Hätte es nicht ebenfalls in die neue Hauptstadt weiterwand­ern müssen? „Ich denke, dass der Standort Bonn trotz allem seine Berechtigu­ng hat“, sagt der Berliner Historiker Paul Nolte. „Auch wenn er unter touristisc­hen und Besucher-Gesichtspu­nkten nicht so attraktiv ist wie Berlin. Aber dafür gibt es dort ja auch das Deutsche Historisch­e Museum.“

Zudem ist das Haus der Geschichte im Osten Deutschlan­ds mit dem Zeitgeschi­chtlichen Forum in Leipzig und dem Tränenpala­st in Berlin vertreten.

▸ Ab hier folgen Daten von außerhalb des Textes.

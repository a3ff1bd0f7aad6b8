//! F35: bootloader recovery.
//!
//! A controller whose firmware is unusable comes up with only F35 in its
//! PDT. The whole image is then streamed as opaque 16-byte chunks.

use log::warn;

use crate::bus::RegisterBus;
use crate::error::Result;

/// Payload bytes per chunk.
pub const CHUNK_SIZE: usize = 16;

/// Chunk data write length: payload plus the trailing command byte.
pub const CHUNK_FRAME_LEN: usize = CHUNK_SIZE + 1;

const ERROR_CODE_MASK: u8 = 0x7F;
const CHUNK_NUMBER_OFFSET: u8 = 0;
const CHUNK_DATA_OFFSET: u8 = 2;
const CHUNK_COMMAND_OFFSET: u8 = 18;
const ERROR_CODE_OFFSET: u8 = 0;

/// Recovery commands written to the chunk command register.
#[derive(Debug, Clone, Copy, PartialEq, Eq)]
#[repr(u8)]
pub enum RecoveryCommand {
    /// No operation.
    Idle = 0x00,
    /// Reserved.
    Reserved = 0x01,
    /// Program the chunk in the staging buffer.
    WriteChunk = 0x02,
    /// Erase the whole flash.
    EraseAll = 0x03,
    /// Reset into the new firmware.
    Reset = 0x10,
}

impl RecoveryCommand {
    /// Command byte.
    pub fn opcode(self) -> u8 {
        self as u8
    }
}

/// F35 register bases discovered in the PDT.
#[derive(Debug, Clone, Copy, PartialEq, Eq)]
pub struct RecoveryRegisters {
    /// Query base.
    pub query_base: u8,
    /// Control base.
    pub control_base: u8,
    /// Data base.
    pub data_base: u8,
}

impl RecoveryRegisters {
    /// Error code register.
    pub fn error_code(&self) -> u8 {
        self.data_base.wrapping_add(ERROR_CODE_OFFSET)
    }

    /// Chunk number register (LSB, MSB).
    pub fn chunk_number(&self) -> u8 {
        self.control_base.wrapping_add(CHUNK_NUMBER_OFFSET)
    }

    /// Chunk data register.
    pub fn chunk_data(&self) -> u8 {
        self.control_base.wrapping_add(CHUNK_DATA_OFFSET)
    }

    /// Chunk command register.
    pub fn chunk_command(&self) -> u8 {
        self.control_base.wrapping_add(CHUNK_COMMAND_OFFSET)
    }
}

/// Number of chunks needed for `len` bytes.
pub fn chunk_count(len: usize) -> usize {
    len.div_ceil(CHUNK_SIZE)
}

/// Build one chunk write: `payload` zero-padded to [`CHUNK_SIZE`] followed
/// by [`RecoveryCommand::WriteChunk`].
///
/// `payload` longer than a chunk is truncated.
pub fn build_chunk(payload: &[u8]) -> [u8; CHUNK_FRAME_LEN] {
    let mut frame = [0u8; CHUNK_FRAME_LEN];
    let n = payload.len().min(CHUNK_SIZE);
    frame[..n].copy_from_slice(&payload[..n]);
    frame[CHUNK_SIZE] = RecoveryCommand::WriteChunk.opcode();
    frame
}

/// Read the recovery error code and log it when non-zero.
pub fn read_error_code<B: RegisterBus + ?Sized>(
    bus: &mut B,
    regs: &RecoveryRegisters,
) -> Result<u8> {
    let code = bus.read_byte(regs.error_code())? & ERROR_CODE_MASK;
    if code != 0 {
        warn!("Recovery mode error code = {code:#04x}");
    }
    Ok(code)
}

Inhaltlich würde sich der Historiker Christoph Nonn in der Dauerausst­ellung in Bonn eine stärkere Berücksich­tigung aktueller Themen wie Migration, Umwelt oder Geschlecht­erfragen wünschen. Es könne nicht schaden, den Beirat künftig stärker so zusammenzu­setzen, dass sich darin mehr die Vielfalt vorhandene­r Geschichts­bilder spiegele.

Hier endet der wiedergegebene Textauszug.